## Task objective
Pick every line from the data below that contains the string "millis" and copy it.

## Recorded data
*** Begin section ***

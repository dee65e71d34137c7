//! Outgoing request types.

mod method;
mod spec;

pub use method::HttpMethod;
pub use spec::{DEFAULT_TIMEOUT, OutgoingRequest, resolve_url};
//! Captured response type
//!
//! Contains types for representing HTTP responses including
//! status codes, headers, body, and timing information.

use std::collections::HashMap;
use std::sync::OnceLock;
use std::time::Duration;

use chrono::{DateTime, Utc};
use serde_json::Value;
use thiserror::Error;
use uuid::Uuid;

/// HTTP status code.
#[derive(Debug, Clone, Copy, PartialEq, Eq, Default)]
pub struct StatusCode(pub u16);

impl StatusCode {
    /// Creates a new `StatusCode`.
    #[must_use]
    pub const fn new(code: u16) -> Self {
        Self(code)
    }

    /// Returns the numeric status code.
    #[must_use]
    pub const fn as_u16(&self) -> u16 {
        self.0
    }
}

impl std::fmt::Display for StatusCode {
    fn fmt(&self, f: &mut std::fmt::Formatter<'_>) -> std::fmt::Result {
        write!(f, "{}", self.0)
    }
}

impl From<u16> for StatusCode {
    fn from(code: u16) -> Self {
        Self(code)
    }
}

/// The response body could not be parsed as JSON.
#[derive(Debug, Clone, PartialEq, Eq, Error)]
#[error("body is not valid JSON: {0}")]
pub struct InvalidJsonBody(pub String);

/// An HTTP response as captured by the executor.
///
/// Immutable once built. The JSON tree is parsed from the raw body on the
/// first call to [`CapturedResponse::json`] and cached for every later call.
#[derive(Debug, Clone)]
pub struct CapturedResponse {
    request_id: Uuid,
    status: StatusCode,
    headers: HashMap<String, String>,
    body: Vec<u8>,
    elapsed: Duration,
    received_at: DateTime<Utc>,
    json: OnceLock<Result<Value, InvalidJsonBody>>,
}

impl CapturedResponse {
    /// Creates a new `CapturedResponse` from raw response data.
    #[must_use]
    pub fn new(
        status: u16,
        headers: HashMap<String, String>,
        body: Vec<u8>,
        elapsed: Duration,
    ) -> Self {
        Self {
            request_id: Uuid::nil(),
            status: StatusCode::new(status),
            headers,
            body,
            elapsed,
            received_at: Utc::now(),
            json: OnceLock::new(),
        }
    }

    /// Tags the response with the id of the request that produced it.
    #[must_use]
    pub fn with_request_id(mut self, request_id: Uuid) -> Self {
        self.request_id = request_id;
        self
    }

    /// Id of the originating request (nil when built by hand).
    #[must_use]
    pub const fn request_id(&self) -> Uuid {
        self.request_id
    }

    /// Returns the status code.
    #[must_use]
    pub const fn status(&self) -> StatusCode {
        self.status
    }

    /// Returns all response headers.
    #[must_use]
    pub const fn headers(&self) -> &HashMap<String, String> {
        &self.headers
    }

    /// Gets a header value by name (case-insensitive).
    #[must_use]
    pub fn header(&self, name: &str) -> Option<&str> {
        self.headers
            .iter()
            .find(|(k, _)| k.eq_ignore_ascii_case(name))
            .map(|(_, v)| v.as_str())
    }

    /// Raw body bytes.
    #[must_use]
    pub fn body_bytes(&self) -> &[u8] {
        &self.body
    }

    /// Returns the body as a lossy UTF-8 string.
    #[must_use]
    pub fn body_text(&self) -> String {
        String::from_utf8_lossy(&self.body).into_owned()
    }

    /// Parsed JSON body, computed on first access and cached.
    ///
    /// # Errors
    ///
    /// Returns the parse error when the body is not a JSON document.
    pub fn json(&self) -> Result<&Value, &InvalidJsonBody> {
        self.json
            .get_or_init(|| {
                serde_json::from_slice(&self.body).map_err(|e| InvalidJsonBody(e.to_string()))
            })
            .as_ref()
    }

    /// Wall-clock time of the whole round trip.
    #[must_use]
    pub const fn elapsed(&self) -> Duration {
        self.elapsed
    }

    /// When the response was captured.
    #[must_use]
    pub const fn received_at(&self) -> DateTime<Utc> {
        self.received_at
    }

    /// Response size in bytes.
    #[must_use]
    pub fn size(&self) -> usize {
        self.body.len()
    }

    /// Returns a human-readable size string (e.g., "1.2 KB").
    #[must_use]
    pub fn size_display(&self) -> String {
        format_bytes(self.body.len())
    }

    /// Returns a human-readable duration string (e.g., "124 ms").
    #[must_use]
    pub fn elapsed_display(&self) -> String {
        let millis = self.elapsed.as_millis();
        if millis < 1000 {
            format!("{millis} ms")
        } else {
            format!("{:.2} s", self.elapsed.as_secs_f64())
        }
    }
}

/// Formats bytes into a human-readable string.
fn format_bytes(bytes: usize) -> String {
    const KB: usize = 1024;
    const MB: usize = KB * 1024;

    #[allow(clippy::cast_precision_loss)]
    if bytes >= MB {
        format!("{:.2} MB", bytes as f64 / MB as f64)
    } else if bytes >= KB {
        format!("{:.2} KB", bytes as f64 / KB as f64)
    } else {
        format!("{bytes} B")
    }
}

*** End section ***

## Response to this task
        let millis = self.elapsed.as_millis();
        if millis < 1000 {
            format!("{millis} ms")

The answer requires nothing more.